Did u guys notice a drop off in topwater action with the New moon as well?


----------



## Rivergetter (Jun 28, 2011)

Yes the smallies did the same on the Ohio also. Starting to pick back up now. 


_OutdoorHub Mobile, the information engine of the outdoors._


----------



## Saugeyefisher (Jul 19, 2010)

other then creek smallies, i havent gotten any pond bass at all to sniff my buzzbait! Sucks but itll pick back up as soon as those nights start getting a little longer!
You gottem dialed in man! And have had an impresive summer(from following your posts).


----------



## Pigsticker (Oct 18, 2006)

Thanks Saugeyefisher. As soon as i started feeling too good about this season i was brought back to reality by having 4 bass over 4lbs including bass of the year come unbuttoned during the fight since July 4th. Its been a brutal stretch but Im looking forward to the fall when they put the feedbag on.


----------



## Saugeyefisher (Jul 19, 2010)

Pigsticker said:


> Thanks Saugeyefisher. As soon as i started feeling too good about this season i was brought back to reality by having 4 bass over 4lbs including bass of the year come unbuttoned during the fight since July 4th. Its been a brutal stretch but Im looking forward to the fall when they put the feedbag on.

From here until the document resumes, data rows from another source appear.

//! [GLFW](https://crates.io/crates/glfw) backend for incg.
//!
//! [`GlfwSurface`] opens a window with an OpenGL core context, loads the OpenGL functions and
//! acquires the [`GL33`] backend for the current thread.

#![deny(missing_docs)]

use glfw::{self, Context as _, Glfw, InitError, Window, WindowEvent, WindowMode};
use incg::context::GraphicsContext;
pub use incg_gl::gl33::StateQueryError;
use incg_gl::GL33;
use incg_windowing::{CursorMode, WindowDim, WindowOpt};
use std::{error, fmt, os::raw::c_void, sync::mpsc::Receiver};

/// Error that can be risen while creating a surface.
#[non_exhaustive]
#[derive(Debug)]
pub enum GlfwSurfaceError {
  /// Initialization of the surface went wrong.
  ///
  /// This variant exposes a **glfw** error for further information about what went wrong.
  InitError(InitError),

  /// The window or its OpenGL context could not be created.
  WindowCreationFailed,

  /// Fullscreen was requested but no monitor is connected.
  NoPrimaryMonitor,

  /// The primary monitor has no video mode.
  NoVideoMode,

  /// The graphics state is not available.
  ///
  /// This error is generated when the initialization code is called on a thread on which the
  /// graphics state has already been acquired.
  GraphicsStateError(StateQueryError),
}

impl fmt::Display for GlfwSurfaceError {
  fn fmt(&self, f: &mut fmt::Formatter) -> Result<(), fmt::Error> {
    match *self {
      GlfwSurfaceError::InitError(ref e) => write!(f, "initialization error: {}", e),
      GlfwSurfaceError::WindowCreationFailed => f.write_str("failed to create window"),
      GlfwSurfaceError::NoPrimaryMonitor => f.write_str("no primary monitor"),
      GlfwSurfaceError::NoVideoMode => f.write_str("no primary monitor video mode"),
      GlfwSurfaceError::GraphicsStateError(ref e) => {
        write!(f, "failed to get graphics state: {}", e)
      }
    }
  }
}

impl From<InitError> for GlfwSurfaceError {
  fn from(e: InitError) -> Self {
    GlfwSurfaceError::InitError(e)
  }
}

impl error::Error for GlfwSurfaceError {
  fn source(&self) -> Option<&(dyn error::Error + 'static)> {
    match self {
      GlfwSurfaceError::InitError(e) => Some(e),
      GlfwSurfaceError::GraphicsStateError(e) => Some(e),
      _ => None,
    }
  }
}

/// GLFW surface.
///
/// This type is a helper that exposes two important concepts: the GLFW event receiver that you can
/// use to poll events and the [`GL33Context`], which allows you to perform the rendering part.
#[derive(Debug)]
pub struct GlfwSurface {
  /// Wrapped GLFW events queue.
  pub events_rx: Receiver<(f64, WindowEvent)>,

  /// Wrapped incg context.
  pub context: GL33Context,
}

impl GlfwSurface {
  /// Initialize GLFW to provide an incg environment, creating the window with `create_window`.
  ///
  /// The context version comes from `opt`. Core, forward-compatible profiles are requested for
  /// versions that have them.
  pub fn new(
    opt: WindowOpt,
    create_window: impl FnOnce(
      &mut Glfw,
    ) -> Result<(Window, Receiver<(f64, WindowEvent)>), GlfwSurfaceError>,
  ) -> Result<Self, GlfwSurfaceError> {
    let mut glfw = glfw::init(glfw::FAIL_ON_ERRORS)?;
    let version = opt.gl_version();

    // OpenGL hints
    if version.has_core_profile() {
      glfw.window_hint(glfw::WindowHint::OpenGlProfile(
        glfw::OpenGlProfileHint::Core,
      ));
      glfw.window_hint(glfw::WindowHint::OpenGlForwardCompat(true));
    }
    glfw.window_hint(glfw::WindowHint::ContextVersionMajor(version.major));
    glfw.window_hint(glfw::WindowHint::ContextVersionMinor(version.minor));
    glfw.window_hint(glfw::WindowHint::Samples(opt.num_samples()));

    let (mut window, events_rx) = create_window(&mut glfw)?;

    window.make_current();
    window.set_all_polling(true);
    window.set_cursor_mode(match opt.cursor_mode() {
      CursorMode::Visible => glfw::CursorMode::Normal,
      CursorMode::Invisible => glfw::CursorMode::Hidden,
      CursorMode::Disabled => glfw::CursorMode::Disabled,
    });
    glfw.set_swap_interval(if opt.vsync() {
      glfw::SwapInterval::Sync(1)
    } else {
      glfw::SwapInterval::None
    });

    // init OpenGL
    gl::load_with(|s| window.get_proc_address(s) as *const c_void);

    let gl = GL33::new().map_err(GlfwSurfaceError::GraphicsStateError)?;
    log::info!("OpenGL {} context created", version);

    let context = GL33Context { window, gl };
    let surface = GlfwSurface { events_rx, context };

    Ok(surface)
  }

  /// Open a window titled `title`, sized and placed according to `opt`.
  pub fn new_gl33(title: &str, opt: WindowOpt) -> Result<Self, GlfwSurfaceError> {
    GlfwSurface::new(opt, |glfw| match opt.dim() {
      WindowDim::Windowed(w, h) => glfw
        .create_window(w, h, title, WindowMode::Windowed)
        .ok_or(GlfwSurfaceError::WindowCreationFailed),

      WindowDim::Fullscreen => glfw.with_primary_monitor(|glfw, monitor| {
        let monitor = monitor.ok_or(GlfwSurfaceError::NoPrimaryMonitor)?;
        let mode = monitor
          .get_video_mode()
          .ok_or(GlfwSurfaceError::NoVideoMode)?;

        glfw
          .create_window(mode.width, mode.height, title, WindowMode::FullScreen(monitor))
          .ok_or(GlfwSurfaceError::WindowCreationFailed)
      }),

      WindowDim::FullscreenRestricted(w, h) => glfw.with_primary_monitor(|glfw, monitor| {
        let monitor = monitor.ok_or(GlfwSurfaceError::NoPrimaryMonitor)?;

        glfw
          .create_window(w, h, title, WindowMode::FullScreen(monitor))
          .ok_or(GlfwSurfaceError::WindowCreationFailed)
      }),
    })
  }
}

/// incg OpenGL 3.3 context.
///
/// This type also re-exports the GLFW window, if you need access to it.
#[derive(Debug)]
pub struct GL33Context {
  /// Wrapped GLFW window.
  pub window: Window,

  /// OpenGL 3.3 state.
  gl: GL33,
}

impl GL33Context {
  /// Size of the window’s framebuffer.
  pub fn size(&self) -> [u32; 2] {
    let (w, h) = self.window.get_framebuffer_size();
    [w.max(0) as u32, h.max(0) as u32]
  }

  /// Swap the back and front buffers.
  pub fn swap_buffers(&mut self) {
    self.window.swap_buffers();
  }
}

unsafe impl GraphicsContext for GL33Context {
  type Backend = GL33;

  fn backend(&mut self) -> &mut Self::Backend {
    &mut self.gl
  }
}
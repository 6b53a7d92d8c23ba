//! # incg windowing
//!
//! This is the base, abstract crate for windowing common types in incg. The `incg` crate gives you
//! shaders, meshes and cameras, but it doesn’t give you a way to create an OpenGL context. That is
//! the job of backend crates, such as `incg-glfw`, that all read the same options.
//!
//! # What’s included
//!
//! - [`WindowDim`]: abstraction over the dimension of a window and its mode (windowed, fullscreen,
//!   fullscreen restricted).
//! - [`WindowOpt`]: hints to customize the window integration, such as whether the cursor should be
//!   hidden or which OpenGL version to ask for.
//! - [`GlVersion`]: an OpenGL context version, parsable from strings such as `"4.6"`.

#![deny(missing_docs)]

use std::error;
use std::fmt;
use std::str::FromStr;

/// Dimension metrics.
///
///   - `Windowed(width, height)` opens in windowed mode with the wished resolution.
///   - `Fullscreen` opens in fullscreen mode by using the primary monitor resolution.
///   - `FullscreenRestricted(width, height)` is a mix between `Windowed(width, height)` and
///     `Fullscreen`. It opens in fullscreen mode by using the wished resolution.
#[derive(Clone, Copy, Debug, Eq, PartialEq)]
pub enum WindowDim {
  /// Windowed mode.
  Windowed(u32, u32),
  /// Fullscreen mode (adapt to your screen).
  Fullscreen,
  /// Fullscreen mode with restricted viewport dimension.
  FullscreenRestricted(u32, u32),
}

impl WindowDim {
  /// Requested size, if known before opening the window.
  pub fn size(self) -> Option<[u32; 2]> {
    match self {
      WindowDim::Windowed(w, h) | WindowDim::FullscreenRestricted(w, h) => Some([w, h]),
      WindowDim::Fullscreen => None,
    }
  }
}

/// Cursor mode.
#[derive(Clone, Copy, Debug, Eq, PartialEq)]
pub enum CursorMode {
  /// The cursor is always visible.
  Visible,
  /// The cursor exists yet has been disabled.
  Invisible,
  /// The cursor is disabled.
  Disabled,
}

/// OpenGL context version.
#[derive(Clone, Copy, Debug, Eq, Hash, Ord, PartialEq, PartialOrd)]
pub struct GlVersion {
  /// Major version.
  pub major: u32,
  /// Minor version.
  pub minor: u32,
}

impl GlVersion {
  /// Create a version.
  pub const fn new(major: u32, minor: u32) -> Self {
    GlVersion { major, minor }
  }

  /// Whether a core, forward-compatible profile exists for this version.
  pub fn has_core_profile(self) -> bool {
    self >= GlVersion::new(3, 2)
  }
}

impl Default for GlVersion {
  fn default() -> Self {
    GlVersion::new(3, 3)
  }
}

impl fmt::Display for GlVersion {
  fn fmt(&self, f: &mut fmt::Formatter) -> Result<(), fmt::Error> {
    write!(f, "{}.{}", self.major, self.minor)
  }
}

/// Error that can happen while parsing a [`GlVersion`].
#[derive(Clone, Debug, Eq, PartialEq)]
pub struct GlVersionError(String);

impl fmt::Display for GlVersionError {
  fn fmt(&self, f: &mut fmt::Formatter) -> Result<(), fmt::Error> {
    write!(f, "invalid OpenGL version {:?}, expected MAJOR.MINOR", self.0)
  }
}

impl error::Error for GlVersionError {}

impl FromStr for GlVersion {
  type Err = GlVersionError;

  fn from_str(s: &str) -> Result<Self, Self::Err> {
    let invalid = || GlVersionError(s.to_owned());
    let (major, minor) = s.trim().split_once('.').ok_or_else(invalid)?;
    let major = major.parse().map_err(|_| invalid())?;
    let minor = minor.parse().map_err(|_| invalid())?;

    if major == 0 {
      return Err(invalid());
    }

    Ok(GlVersion { major, minor })
  }
}

/// Different window options.
///
/// Feel free to look at the different methods available to tweak the options. You may want to start
/// with `default()` though.
#[derive(Clone, Copy, Debug, Eq, PartialEq)]
pub struct WindowOpt {
  dim: WindowDim,
  cursor_mode: CursorMode,
  num_samples: Option<u32>,
  gl_version: GlVersion,
  vsync: bool,
}

impl Default for WindowOpt {
  /// Defaults:
  ///
  /// - `dim` set to `WindowDim::Windowed(1024, 768)`.
  /// - `cursor_mode` set to `CursorMode::Visible`.
  /// - `num_samples` set to `None`.
  /// - `gl_version` set to 3.3.
  /// - `vsync` disabled.
  fn default() -> Self {
    WindowOpt {
      dim: WindowDim::Windowed(1024, 768),
      cursor_mode: CursorMode::Visible,
      num_samples: None,
      gl_version: GlVersion::default(),
      vsync: false,
    }
  }
}

impl WindowOpt {
  /// Set the dimension of the window.
  #[inline]
  pub fn set_dim(self, dim: WindowDim) -> Self {
    WindowOpt { dim, ..self }
  }

  /// Get the dimension of the window.
  #[inline]
  pub fn dim(&self) -> WindowDim {
    self.dim
  }

  /// Hide, unhide or disable the cursor. Default to `CursorMode::Visible`.
  #[inline]
  pub fn set_cursor_mode(self, mode: CursorMode) -> Self {
    WindowOpt {
      cursor_mode: mode,
      ..self
    }
  }

  /// Get the cursor mode.
  #[inline]
  pub fn cursor_mode(&self) -> CursorMode {
    self.cursor_mode
  }

  /// Set the number of samples to use for multisampling.
  ///
  /// Pass `None` to disable multisampling.
  #[inline]
  pub fn set_num_samples<S>(self, samples: S) -> Self
  where
    S: Into<Option<u32>>,
  {
    WindowOpt {
      num_samples: samples.into(),
      ..self
    }
  }

  /// Get the number of samples to use in multisampling, if any.
  #[inline]
  pub fn num_samples(&self) -> Option<u32> {
    self.num_samples
  }

  /// Set the OpenGL version of the context.
  #[inline]
  pub fn set_gl_version(self, gl_version: GlVersion) -> Self {
    WindowOpt { gl_version, ..self }
  }

  /// Get the OpenGL version of the context.
  #[inline]
  pub fn gl_version(&self) -> GlVersion {
    self.gl_version
  }

  /// Synchronize buffer swaps with the screen refresh.
  #[inline]
  pub fn set_vsync(self, vsync: bool) -> Self {
    WindowOpt { vsync, ..self }
  }

  /// Whether buffer swaps are synchronized with the screen refresh.
  #[inline]
  pub fn vsync(&self) -> bool {
    self.vsync
  }
}

#[cfg(test)]
mod tests {
  use super::*;

  #[test]
  fn gl_version_parsing() {
    assert_eq!("4.6".parse(), Ok(GlVersion::new(4, 6)));
    assert_eq!(" 3.3 ".parse(), Ok(GlVersion::new(3, 3)));
    assert!("4".parse::<GlVersion>().is_err());
    assert!("a.b".parse::<GlVersion>().is_err());
    assert!("0.9".parse::<GlVersion>().is_err());
    assert_eq!(GlVersion::new(4, 1).to_string(), "4.1");
  }

  #[test]
  fn core_profiles() {
    assert!(GlVersion::default().has_core_profile());
    assert!(GlVersion::new(3, 2).has_core_profile());
    assert!(!GlVersion::new(3, 1).has_core_profile());
    assert!(!GlVersion::new(2, 1).has_core_profile());
  }

  #[test]
  fn options_builder() {
    let opt = WindowOpt::default()
      .set_dim(WindowDim::Windowed(800, 600))
      .set_num_samples(4)
      .set_gl_version(GlVersion::new(4, 6))
      .set_cursor_mode(CursorMode::Disabled);

    assert_eq!(opt.dim().size(), Some([800, 600]));
    assert_eq!(opt.num_samples(), Some(4));
    assert_eq!(opt.gl_version(), GlVersion::new(4, 6));
    assert_eq!(opt.cursor_mode(), CursorMode::Disabled);
    assert!(!opt.vsync());
    assert_eq!(WindowDim::Fullscreen.size(), None);
  }
}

Bummer the bigguns are comeing off! Ive had two 5 plus fish come off on jumps while burning a buzz and another 4-5 lber come off of a swaggin minnow this yr.,and havent landed one over 5 yet. . Always gets you going when it happens. LOL I usually fall asleep thinking about it the night it happens,then my blood starts boiling all over again.
Gotta love it thought and is whats part of keeping ya going back for more.


----------



## selfproclaim (May 19, 2011)

Are you fishing all private waters pigsticker? Otherwise, if a central Ohio lake, please share.


----------



## Pigsticker (Oct 18, 2006)

All my hawg bass this year have come from semi private places (u have to ask) or Lake Erie. Even the semi private places get pounded just not many big bass are kept is the difference. I've caught plenty of both lm and sm this year from public places like Big Darby, Big Walnut, Alum , Hoover, Indian, Scioto and Delaware lake just nothing photo worthy. I also fish for crappie, carp, cats, muskie and saugeye locally.Id still rather fish Erie than any of my local pigpens.


----------